Task prompt —
The required output is the line containing "left at zero" followed by every line after it to the end of the listing, each written out exactly.
★ ★ ★
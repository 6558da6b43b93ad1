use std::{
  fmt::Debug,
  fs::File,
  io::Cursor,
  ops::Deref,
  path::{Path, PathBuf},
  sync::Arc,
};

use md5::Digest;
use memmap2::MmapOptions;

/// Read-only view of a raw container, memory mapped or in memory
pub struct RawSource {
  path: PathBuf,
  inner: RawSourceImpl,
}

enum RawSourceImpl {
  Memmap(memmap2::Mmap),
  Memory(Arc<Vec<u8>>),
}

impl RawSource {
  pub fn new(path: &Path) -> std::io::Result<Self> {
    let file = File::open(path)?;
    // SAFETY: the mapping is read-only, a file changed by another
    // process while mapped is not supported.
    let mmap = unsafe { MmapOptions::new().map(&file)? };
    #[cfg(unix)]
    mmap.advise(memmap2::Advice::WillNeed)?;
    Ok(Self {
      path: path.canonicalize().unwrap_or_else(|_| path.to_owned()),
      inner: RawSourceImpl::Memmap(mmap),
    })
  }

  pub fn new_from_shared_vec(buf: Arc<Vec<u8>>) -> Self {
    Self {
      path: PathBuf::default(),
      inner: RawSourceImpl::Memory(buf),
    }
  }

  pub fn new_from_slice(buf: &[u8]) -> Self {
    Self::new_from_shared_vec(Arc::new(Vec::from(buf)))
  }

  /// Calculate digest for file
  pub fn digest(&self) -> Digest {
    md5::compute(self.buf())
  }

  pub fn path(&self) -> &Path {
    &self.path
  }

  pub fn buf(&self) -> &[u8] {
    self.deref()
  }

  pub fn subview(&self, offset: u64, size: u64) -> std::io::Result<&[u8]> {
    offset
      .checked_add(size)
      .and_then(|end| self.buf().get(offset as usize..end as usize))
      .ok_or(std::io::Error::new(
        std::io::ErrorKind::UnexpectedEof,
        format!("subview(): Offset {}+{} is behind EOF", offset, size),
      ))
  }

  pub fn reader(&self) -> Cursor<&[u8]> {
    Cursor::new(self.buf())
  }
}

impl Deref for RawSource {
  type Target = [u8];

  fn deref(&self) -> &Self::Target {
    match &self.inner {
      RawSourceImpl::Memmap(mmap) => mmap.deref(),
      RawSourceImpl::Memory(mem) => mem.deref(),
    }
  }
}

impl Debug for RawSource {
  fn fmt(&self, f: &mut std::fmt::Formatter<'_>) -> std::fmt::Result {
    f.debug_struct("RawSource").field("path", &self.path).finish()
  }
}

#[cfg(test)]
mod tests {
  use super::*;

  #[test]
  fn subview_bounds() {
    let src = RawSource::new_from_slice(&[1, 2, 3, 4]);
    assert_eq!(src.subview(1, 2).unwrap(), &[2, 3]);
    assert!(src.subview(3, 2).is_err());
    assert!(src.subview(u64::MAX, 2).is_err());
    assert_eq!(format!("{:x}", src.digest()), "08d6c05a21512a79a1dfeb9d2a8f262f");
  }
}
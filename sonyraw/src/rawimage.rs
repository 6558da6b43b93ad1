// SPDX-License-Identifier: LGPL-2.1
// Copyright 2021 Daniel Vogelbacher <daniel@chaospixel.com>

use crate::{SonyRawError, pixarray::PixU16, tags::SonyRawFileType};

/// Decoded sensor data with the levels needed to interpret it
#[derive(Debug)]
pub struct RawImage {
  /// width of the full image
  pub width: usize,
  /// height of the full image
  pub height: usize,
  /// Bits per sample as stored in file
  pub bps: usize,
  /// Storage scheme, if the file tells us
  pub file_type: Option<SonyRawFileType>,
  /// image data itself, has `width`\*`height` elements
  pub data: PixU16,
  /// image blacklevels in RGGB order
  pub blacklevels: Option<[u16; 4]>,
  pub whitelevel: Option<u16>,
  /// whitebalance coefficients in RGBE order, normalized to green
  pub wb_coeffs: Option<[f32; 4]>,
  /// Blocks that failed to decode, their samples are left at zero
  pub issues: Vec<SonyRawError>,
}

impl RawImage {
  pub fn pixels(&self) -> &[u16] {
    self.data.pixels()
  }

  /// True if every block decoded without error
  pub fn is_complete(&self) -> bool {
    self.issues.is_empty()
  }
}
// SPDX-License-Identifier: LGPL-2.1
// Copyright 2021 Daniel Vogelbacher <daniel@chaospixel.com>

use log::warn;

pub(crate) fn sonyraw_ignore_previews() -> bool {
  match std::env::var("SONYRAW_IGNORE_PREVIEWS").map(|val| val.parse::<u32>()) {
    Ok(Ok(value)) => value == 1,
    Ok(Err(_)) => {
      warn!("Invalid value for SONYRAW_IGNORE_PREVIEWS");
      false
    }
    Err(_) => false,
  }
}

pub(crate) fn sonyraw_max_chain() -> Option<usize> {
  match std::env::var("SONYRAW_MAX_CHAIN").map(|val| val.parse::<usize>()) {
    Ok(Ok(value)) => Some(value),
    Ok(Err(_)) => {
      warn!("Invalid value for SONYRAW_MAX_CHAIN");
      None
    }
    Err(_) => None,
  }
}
★ ★ ★
Written answer —
  /// Blocks that failed to decode, their samples are left at zero
  pub issues: Vec<SonyRawError>,
}

impl RawImage {
  pub fn pixels(&self) -> &[u16] {
    self.data.pixels()
  }

  /// True if every block decoded without error
  pub fn is_complete(&self) -> bool {
    self.issues.is_empty()
  }
}
// SPDX-License-Identifier: LGPL-2.1
// Copyright 2021 Daniel Vogelbacher <daniel@chaospixel.com>

use log::warn;

pub(crate) fn sonyraw_ignore_previews() -> bool {
  match std::env::var("SONYRAW_IGNORE_PREVIEWS").map(|val| val.parse::<u32>()) {
    Ok(Ok(value)) => value == 1,
    Ok(Err(_)) => {
      warn!("Invalid value for SONYRAW_IGNORE_PREVIEWS");
      false
    }
    Err(_) => false,
  }
}

pub(crate) fn sonyraw_max_chain() -> Option<usize> {
  match std::env::var("SONYRAW_MAX_CHAIN").map(|val| val.parse::<usize>()) {
    Ok(Ok(value)) => Some(value),
    Ok(Err(_)) => {
      warn!("Invalid value for SONYRAW_MAX_CHAIN");
      None
    }
    Err(_) => None,
  }
}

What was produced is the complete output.